I am currently trying to parse the raw hex Data advertised by the Telemetry Package. I can get the raw data and write it to a file that is no problem.
I managed to parse everything except for the pressure Data which is encoded in byte 16 to 19. Maybe some one can help me to understand the example given by estimote:

%% ***** ATMOSPHERIC PRESSURE
% added in protocol version "2"
% bytes 16, 17, 18, 19 => atmospheric pressure RAW_VALUE
% RAW_VALUE is an unsigned 32-bit integer, little-endian encoding,
% i.e., least-significant byte comes first
% e.g., if bytes are 16th = 0x12, 17th = 0x34, 18th = 0x56, 19th = 0x78
% then the value is 0x78563412
% RAW_VALUE / 256.0 = atmospheric pressure in pascals (Pa)
% note that unlike what you see on the weather forecast, this value is
% not normalized to the sea level!

For me it comes down to this:
16th = 0x12 = 0b00010010
17th = 0x34 = 0b00110100
18th = 0x56 = 0b01010110
19th = 0x78 = 0b01111000

So 0x78563412 should be:
0b 01111000 01010110 00110100 00010010 in binary which is
2018915346 in dec

But 2018915346/256 = 7886388,07 Pa which is 78,8638807 bar and that is way to much even if its not normalized to see level

I assume that my mistake lies somewhere with the little-endian encoding. Would be nice if you could help me out. :slight_smile:

Do you really have 0x12 0x34 0x56 0x78 in your packet? In the description, those are just example bytes to explain the endianness (:

Hello thanks for your answer!

No, in my packet I have 16th = 0xFC, 17th = 0x98, 18th = 0x88, 19th = 01. When I get the example right that would add up to:
0x018898FC in Hex
0b00000001 10001000 10011000 11111100 in bit
25729276 in dec

I found my mistake:
Somhow I messed up the conversion from hex to dec. I first got:
0x018898FC -> 1136152252 (wrong) which is each byte by itself :man_facepalming:
But now i get:
0x018898FC -> 25729276 (right)

Which leads to a pressure of 100504.9844 Pa (1.00504 bar) :+1:t3:
Thanks for giving me a hint in the right direction. I thought the example given would also end up in a realistic result.

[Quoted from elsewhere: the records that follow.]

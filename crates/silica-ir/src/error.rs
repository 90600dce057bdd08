//! Error types for the silica IR.

/// Errors reported while constructing or typing IR nodes.
#[derive(Debug, thiserror::Error)]
pub enum IrError {
    /// A handle index is out of bounds for its arena.
    #[error("handle index {index} out of bounds (arena size: {size})")]
    BadHandle { index: usize, size: usize },

    /// Operand types disagree where they must match.
    #[error("type mismatch: expected {expected}, found {found}")]
    TypeMismatch { expected: String, found: String },

    /// A swizzle mask is empty, too long, or uses characters outside
    /// `{x,y,z,w,r,g,b,a}`, or selects past the source vector's width.
    #[error("invalid swizzle mask {mask:?}")]
    InvalidSwizzle { mask: String },

    /// An operation node has the wrong number of children.
    #[error("{fun} expects {expected} operand(s), found {found}")]
    ArityMismatch {
        fun: &'static str,
        expected: usize,
        found: usize,
    },

    /// A type has no encoding in the supported subset.
    #[error("unsupported type: {0}")]
    UnsupportedType(String),

    /// An operation cannot be applied to the given operand types.
    #[error("unsupported operation: {0}")]
    UnsupportedOp(String),
}
#[test]
fn compute_storage_buffer() {
    let mut g = ShaderGraph::new();
    let data = g.buffer(
        0,
        1,
        BufferKind::Storage,
        ShaderType::structure(vec![(0, ShaderType::F32)], 4),
    );
    let member = g.struct_member(data, 0).unwrap();
    let value = g.const_f32(2.0);
    let root = g.write(member, value).unwrap();

    let module = compile(
        &g,
        &GraphicsShaderRoots {
            compute: Some(root),
            compute_size: Some([8, 8, 1]),
            ..Default::default()
        },
    )
    .unwrap();
    let insts = common::check_module(&module.words);

    let mode = common::find_one(&insts, op::EXECUTION_MODE);
    assert_eq!(mode.operands[1], spv::execution_mode::LOCAL_SIZE);
    assert_eq!(&mode.operands[2..], &[8, 8, 1]);

    let ext = common::find_one(&insts, op::EXTENSION);
    let (name, _) = common::decode_string(&ext.operands);
    assert_eq!(name, spv::EXT_STORAGE_BUFFER);

    assert!(common::find(&insts, op::TYPE_POINTER)
        .iter()
        .any(|p| p.operands[1] == spv::storage_class::STORAGE_BUFFER));

    let set = &module.descriptor_sets[0];
    assert_eq!(set.bindings[0], DescriptorBinding::UNUSED);
    assert_eq!(
        set.bindings[1],
        DescriptorBinding {
            kind: DescriptorKind::StorageBuffer,
            count: 1,
            stages: StageMask::COMPUTE,
        }
    );
}

#[test]
fn descriptor_conflict_is_rejected() {
    let mut g = ShaderGraph::new();
    let buffer = g.buffer(
        0,
        0,
        BufferKind::Uniform,
        ShaderType::structure(vec![(0, ShaderType::vec4f())], 16),
    );
    let tint = g.struct_member(buffer, 0).unwrap();
    let image = g
        .sampled_image(0, 0, ImageDims::D2, ShaderType::vec4f())
        .unwrap();
    let uv = g.interpolant(0, None, ShaderType::vec2f());
    let color = g.fragment_output(0, None, ShaderType::vec4f());

    let coords = g.read(uv).unwrap();
    let texel = g.sample(image, coords).unwrap();
    let tint_value = g.read(tint).unwrap();
    let shaded = g.multiply(texel, tint_value).unwrap();
    let root = g.write(color, shaded).unwrap();

    let err = compile(
        &g,
        &GraphicsShaderRoots {
            fragment: Some(root),
            ..Default::default()
        },
    )
    .unwrap_err();
    assert!(matches!(
        err,
        CompileError::DescriptorConflict { set: 0, slot: 0, .. }
    ));
}

#[test]
fn swizzle_two_components_shuffles() {
    let mut g = ShaderGraph::new();
    let v = g.const_vec4f(1.0, 2.0, 3.0, 4.0);
    let xz = g.swizzle(v, "xz").unwrap();
    let out = g.interpolant(0, None, ShaderType::vec2f());
    let root = g.write(out, xz).unwrap();

    let module = compile(
        &g,
        &GraphicsShaderRoots {
            vertex: Some(root),
            ..Default::default()
        },
    )
    .unwrap();
    let insts = common::check_module(&module.words);

    let shuffle = common::find_one(&insts, op::VECTOR_SHUFFLE);
    // Source listed twice, then the component indices.
    assert_eq!(shuffle.operands[2], shuffle.operands[3]);
    assert_eq!(&shuffle.operands[4..], &[0, 2]);
    // The result type is a two-component vector.
    let vec2_ty = common::find(&insts, op::TYPE_VECTOR)
        .iter()
        .find(|t| t.operands[0] == shuffle.operands[0])
        .map(|t| t.operands[2]);
    assert_eq!(vec2_ty, Some(2));
}

#[test]
fn swizzle_single_component_extracts() {
    let mut g = ShaderGraph::new();
    let v = g.const_vec4f(1.0, 2.0, 3.0, 4.0);
    let y = g.swizzle(v, "y").unwrap();
    let out = g.interpolant(0, None, ShaderType::F32);
    let root = g.write(out, y).unwrap();

    let module = compile(
        &g,
        &GraphicsShaderRoots {
            vertex: Some(root),
            ..Default::default()
        },
    )
    .unwrap();
    let insts = common::check_module(&module.words);

    let extract = common::find_one(&insts, op::COMPOSITE_EXTRACT);
    assert_eq!(extract.operands[3], 1);
    assert!(common::find(&insts, op::VECTOR_SHUFFLE).is_empty());
}

#[test]
fn sampling_emits_implicit_lod() {
    let mut g = ShaderGraph::new();
    let albedo = g
        .sampled_image(1, 0, ImageDims::D2, ShaderType::vec4f())
        .unwrap();
    let uv = g.interpolant(0, None, ShaderType::vec2f());
    let color = g.fragment_output(0, None, ShaderType::vec4f());
    let coords = g.read(uv).unwrap();
    let texel = g.sample(albedo, coords).unwrap();
    let root = g.write(color, texel).unwrap();

    let module = compile(
        &g,
        &GraphicsShaderRoots {
            fragment: Some(root),
            ..Default::default()
        },
    )
    .unwrap();
    let insts = common::check_module(&module.words);

    common::find_one(&insts, op::IMAGE_SAMPLE_IMPLICIT_LOD);
    common::find_one(&insts, op::TYPE_SAMPLED_IMAGE);
    // A four-component declared type needs no shrink.
    assert!(common::find(&insts, op::VECTOR_SHUFFLE).is_empty());

    assert_eq!(module.descriptor_sets.len(), 2);
    assert!(module.descriptor_sets[0].bindings.is_empty());
    assert_eq!(
        module.descriptor_sets[1].bindings[0],
        DescriptorBinding {
            kind: DescriptorKind::SampledImage,
            count: 1,
            stages: StageMask::FRAGMENT,
        }
    );
}
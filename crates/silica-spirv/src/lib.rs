//! SPIR-V 1.0 backend for the silica shader IR.
//!
//! [`compile`] lowers a [`silica_ir::ShaderGraph`] with one statement
//! root per requested stage into a binary SPIR-V module plus the
//! descriptor-set layouts its bindings require. The output is
//! deterministic: the same graph and roots always produce byte-identical
//! words.

mod bindings;
mod lower;
pub mod spv;
mod words;

use silica_ir as ir;
use silica_ir::{Handle, Statement};

use crate::lower::{Compiler, ExecMode};
use crate::spv::execution_model;

pub use bindings::{DescriptorBinding, DescriptorKind, DescriptorSetLayout, StageMask};
pub use words::Word;

/// One statement root per shader stage to compile.
///
/// At least one root must be present. Tessellation roots come in pairs
/// and require an output vertex count; compute requires a workgroup
/// size with all components at least one.
#[derive(Clone, Copy, Debug, Default)]
pub struct GraphicsShaderRoots {
    pub vertex: Option<Handle<Statement>>,
    pub tessellation_control: Option<Handle<Statement>>,
    pub tessellation_evaluation: Option<Handle<Statement>>,
    pub tessellation_output_vertices: Option<u32>,
    pub fragment: Option<Handle<Statement>>,
    pub compute: Option<Handle<Statement>>,
    pub compute_size: Option<[u32; 3]>,
}

/// A compiled module: the raw words and the descriptor-set layouts
/// derived from the bindings the stages actually use.
#[derive(Clone, Debug)]
pub struct SpirvModule {
    pub words: Vec<Word>,
    pub descriptor_sets: Vec<DescriptorSetLayout>,
}

impl SpirvModule {
    /// The module as little-endian bytes, as Vulkan consumes it.
    pub fn bytes(&self) -> Vec<u8> {
        self.words.iter().flat_map(|w| w.to_le_bytes()).collect()
    }
}

/// Why a compilation was rejected. All variants abort the compilation;
/// no partial output is returned.
#[derive(Clone, Debug, Eq, PartialEq, thiserror::Error)]
pub enum CompileError {
    #[error("unsupported type: {0}")]
    UnsupportedType(String),
    #[error("unsupported operation: {0}")]
    UnsupportedOp(String),
    #[error("invalid swizzle mask {mask:?}")]
    InvalidSwizzle { mask: String },
    #[error("{fun} expects {expected} operands, found {found}")]
    ArityMismatch {
        fun: &'static str,
        expected: usize,
        found: usize,
    },
    #[error("descriptor (set {set}, binding {slot}) declared as both {existing:?} and {requested:?}")]
    DescriptorConflict {
        set: u32,
        slot: u32,
        existing: DescriptorKind,
        requested: DescriptorKind,
    },
    #[error("tessellation requires control and evaluation roots plus a nonzero output vertex count")]
    InconsistentTessellation,
    #[error("no stage roots were provided")]
    MissingEntryPoint,
    #[error("compute size components must all be at least 1")]
    InvalidComputeSize,
}

impl From<ir::IrError> for CompileError {
    fn from(err: ir::IrError) -> Self {
        match err {
            ir::IrError::InvalidSwizzle { mask } => Self::InvalidSwizzle { mask },
            ir::IrError::ArityMismatch {
                fun,
                expected,
                found,
            } => Self::ArityMismatch {
                fun,
                expected,
                found,
            },
            ir::IrError::UnsupportedType(what) => Self::UnsupportedType(what),
            other => Self::UnsupportedOp(other.to_string()),
        }
    }
}

/// Compiles the requested stage roots of `graph` into one module.
pub fn compile(
    graph: &ir::ShaderGraph,
    roots: &GraphicsShaderRoots,
) -> Result<SpirvModule, CompileError> {
    validate_roots(roots)?;
    let mut compiler = Compiler::new(graph);
    if let Some(root) = roots.vertex {
        compiler.compile_entry(
            "mainVertex",
            execution_model::VERTEX,
            StageMask::VERTEX,
            ExecMode::None,
            root,
        )?;
    }
    if let Some(root) = roots.tessellation_control {
        // Checked by validate_roots.
        let vertices = roots.tessellation_output_vertices.unwrap_or(0);
        compiler.compile_entry(
            "mainTessellationControl",
            execution_model::TESSELLATION_CONTROL,
            StageMask::TESSELLATION_CONTROL,
            ExecMode::OutputVertices(vertices),
            root,
        )?;
    }
    if let Some(root) = roots.tessellation_evaluation {
        compiler.compile_entry(
            "mainTessellationEvaluation",
            execution_model::TESSELLATION_EVALUATION,
            StageMask::TESSELLATION_EVALUATION,
            ExecMode::None,
            root,
        )?;
    }
    if let Some(root) = roots.fragment {
        compiler.compile_entry(
            "mainFragment",
            execution_model::FRAGMENT,
            StageMask::FRAGMENT,
            ExecMode::OriginUpperLeft,
            root,
        )?;
    }
    if let Some(root) = roots.compute {
        let size = roots.compute_size.unwrap_or([0; 3]);
        compiler.compile_entry(
            "mainCompute",
            execution_model::GL_COMPUTE,
            StageMask::COMPUTE,
            ExecMode::LocalSize(size),
            root,
        )?;
    }
    let (words, descriptor_sets) = compiler.finalize();
    Ok(SpirvModule {
        words,
        descriptor_sets,
    })
}

fn validate_roots(roots: &GraphicsShaderRoots) -> Result<(), CompileError> {
    let any = roots.vertex.is_some()
        || roots.tessellation_control.is_some()
        || roots.tessellation_evaluation.is_some()
        || roots.fragment.is_some()
        || roots.compute.is_some();
    if !any {
        return Err(CompileError::MissingEntryPoint);
    }
    let tess = roots.tessellation_control.is_some() || roots.tessellation_evaluation.is_some();
    if tess {
        let paired =
            roots.tessellation_control.is_some() && roots.tessellation_evaluation.is_some();
        let vertices = roots.tessellation_output_vertices.unwrap_or(0);
        if !paired || vertices == 0 {
            return Err(CompileError::InconsistentTessellation);
        }
    }
    if roots.compute.is_some() {
        let size = roots.compute_size.ok_or(CompileError::InvalidComputeSize)?;
        if size.iter().any(|&n| n == 0) {
            return Err(CompileError::InvalidComputeSize);
        }
    }
    Ok(())
}
//! The shader graph: node arenas plus typed, validating constructors.
//!
//! All three node kinds live in append-only arenas, so children always
//! precede their parents and sharing a subexpression is just reusing its
//! handle. The constructors check the shape rules up front; the typing
//! queries (`expr_type`, `variable_type`) are also what the SPIR-V
//! backend calls while lowering.

use crate::arena::{Arena, Handle};
use crate::error::IrError;
use crate::expr::{
    swizzle_component_index, BinaryOp, Constant, Expression, MathFunction, UnaryOp,
};
use crate::stmt::Statement;
use crate::types::{ScalarKind, ShaderType, VectorSize};
use crate::variable::{
    AttributeBuiltin, BufferKind, FragmentBuiltin, ImageDims, InterpolantBuiltin, Variable,
};

/// An immutable-once-built graph of expressions, variables, and statements.
#[derive(Clone, Debug, Default)]
pub struct ShaderGraph {
    pub expressions: Arena<Expression>,
    pub variables: Arena<Variable>,
    pub statements: Arena<Statement>,
}
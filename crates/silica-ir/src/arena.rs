//! Arena-based node storage with typed handles.

use std::cmp::Ordering;
use std::fmt;
use std::hash::{Hash, Hasher};
use std::marker::PhantomData;
use std::ops::Index;

/// A typed handle into an [`Arena`].
///
/// Handles are lightweight `u32` indices that provide type-safe access
/// to arena-allocated nodes. Because arenas are append-only, a handle's
/// children always precede it, so graphs of handles are acyclic by
/// construction.
pub struct Handle<T> {
    index: u32,
    _phantom: PhantomData<T>,
}

impl<T> Clone for Handle<T> {
    fn clone(&self) -> Self {
        *self
    }
}

impl<T> Copy for Handle<T> {}

impl<T> PartialEq for Handle<T> {
    fn eq(&self, other: &Self) -> bool {
        self.index == other.index
    }
}

impl<T> Eq for Handle<T> {}

impl<T> PartialOrd for Handle<T> {
    fn partial_cmp(&self, other: &Self) -> Option<Ordering> {
        Some(self.cmp(other))
    }
}

impl<T> Ord for Handle<T> {
    fn cmp(&self, other: &Self) -> Ordering {
        self.index.cmp(&other.index)
    }
}

impl<T> Hash for Handle<T> {
    fn hash<H: Hasher>(&self, state: &mut H) {
        self.index.hash(state);
    }
}

impl<T> fmt::Debug for Handle<T> {
    fn fmt(&self, f: &mut fmt::Formatter<'_>) -> fmt::Result {
        write!(f, "[{}]", self.index)
    }
}

impl<T> Handle<T> {
    pub(crate) fn new(index: u32) -> Self {
        Self {
            index,
            _phantom: PhantomData,
        }
    }

    /// Returns the zero-based index of this handle.
    pub fn index(self) -> usize {
        self.index as usize
    }
}

/// An append-only arena with typed [`Handle`]-based access.
#[derive(Clone, Debug)]
pub struct Arena<T> {
    data: Vec<T>,
}

impl<T> Default for Arena<T> {
    fn default() -> Self {
        Self::new()
    }
}

impl<T> Arena<T> {
    /// Creates an empty arena.
    pub fn new() -> Self {
        Self { data: Vec::new() }
    }

    /// Returns the number of nodes in the arena.
    pub fn len(&self) -> usize {
        self.data.len()
    }

    /// Returns `true` if the arena contains no nodes.
    pub fn is_empty(&self) -> bool {
        self.data.is_empty()
    }

    /// Appends a node and returns its handle.
    pub fn append(&mut self, value: T) -> Handle<T> {
        let index = u32::try_from(self.data.len()).unwrap_or_else(|_| {
            panic!("arena overflow: {} items exceeds u32::MAX", self.data.len())
        });
        self.data.push(value);
        Handle::new(index)
    }

    /// Returns a reference to the node if the handle is valid.
    pub fn try_get(&self, handle: Handle<T>) -> Option<&T> {
        self.data.get(handle.index())
    }

    /// Iterates over `(handle, &node)` pairs in insertion order.
    pub fn iter(&self) -> impl Iterator<Item = (Handle<T>, &T)> {
        // Arena size is bounded by u32::MAX (enforced in append).
        self.data
            .iter()
            .enumerate()
            .map(|(i, v)| (Handle::new(i as u32), v))
    }
}

impl<T> Index<Handle<T>> for Arena<T> {
    type Output = T;

    fn index(&self, handle: Handle<T>) -> &T {
        &self.data[handle.index()]
    }
}

#[cfg(test)]
mod tests {
    use super::*;

    #[test]
    fn append_and_access() {
        let mut arena = Arena::new();
        let h0 = arena.append("vertex");
        let h1 = arena.append("fragment");
        assert_eq!(arena[h0], "vertex");
        assert_eq!(arena[h1], "fragment");
        assert_eq!(arena.len(), 2);
    }

    #[test]
    fn iter_in_insertion_order() {
        let mut arena = Arena::new();
        arena.append(10);
        arena.append(20);
        arena.append(30);
        let items: Vec<_> = arena.iter().map(|(h, &v)| (h.index(), v)).collect();
        assert_eq!(items, vec![(0, 10), (1, 20), (2, 30)]);
    }

    #[test]
    fn handle_ordering() {
        let h0: Handle<u32> = Handle::new(0);
        let h1: Handle<u32> = Handle::new(1);
        assert!(h0 < h1);
        assert_eq!(h0, h0);
    }

    #[test]
    fn try_get_bounds() {
        let mut arena = Arena::new();
        let h0 = arena.append(42);
        assert_eq!(arena.try_get(h0), Some(&42));
        assert_eq!(arena.try_get(Handle::new(99)), None);
    }
}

Glad to hear you’ve figured it out!

I updated the comment to use realistic values (your values ;))

How do you plan to use the pressure data? (:

I am training an artificial neural network for indoor localization in an industrial environment.
Since pressure value relates to height my network might learn to use that data to get a better precision.

Good idea!

1 Like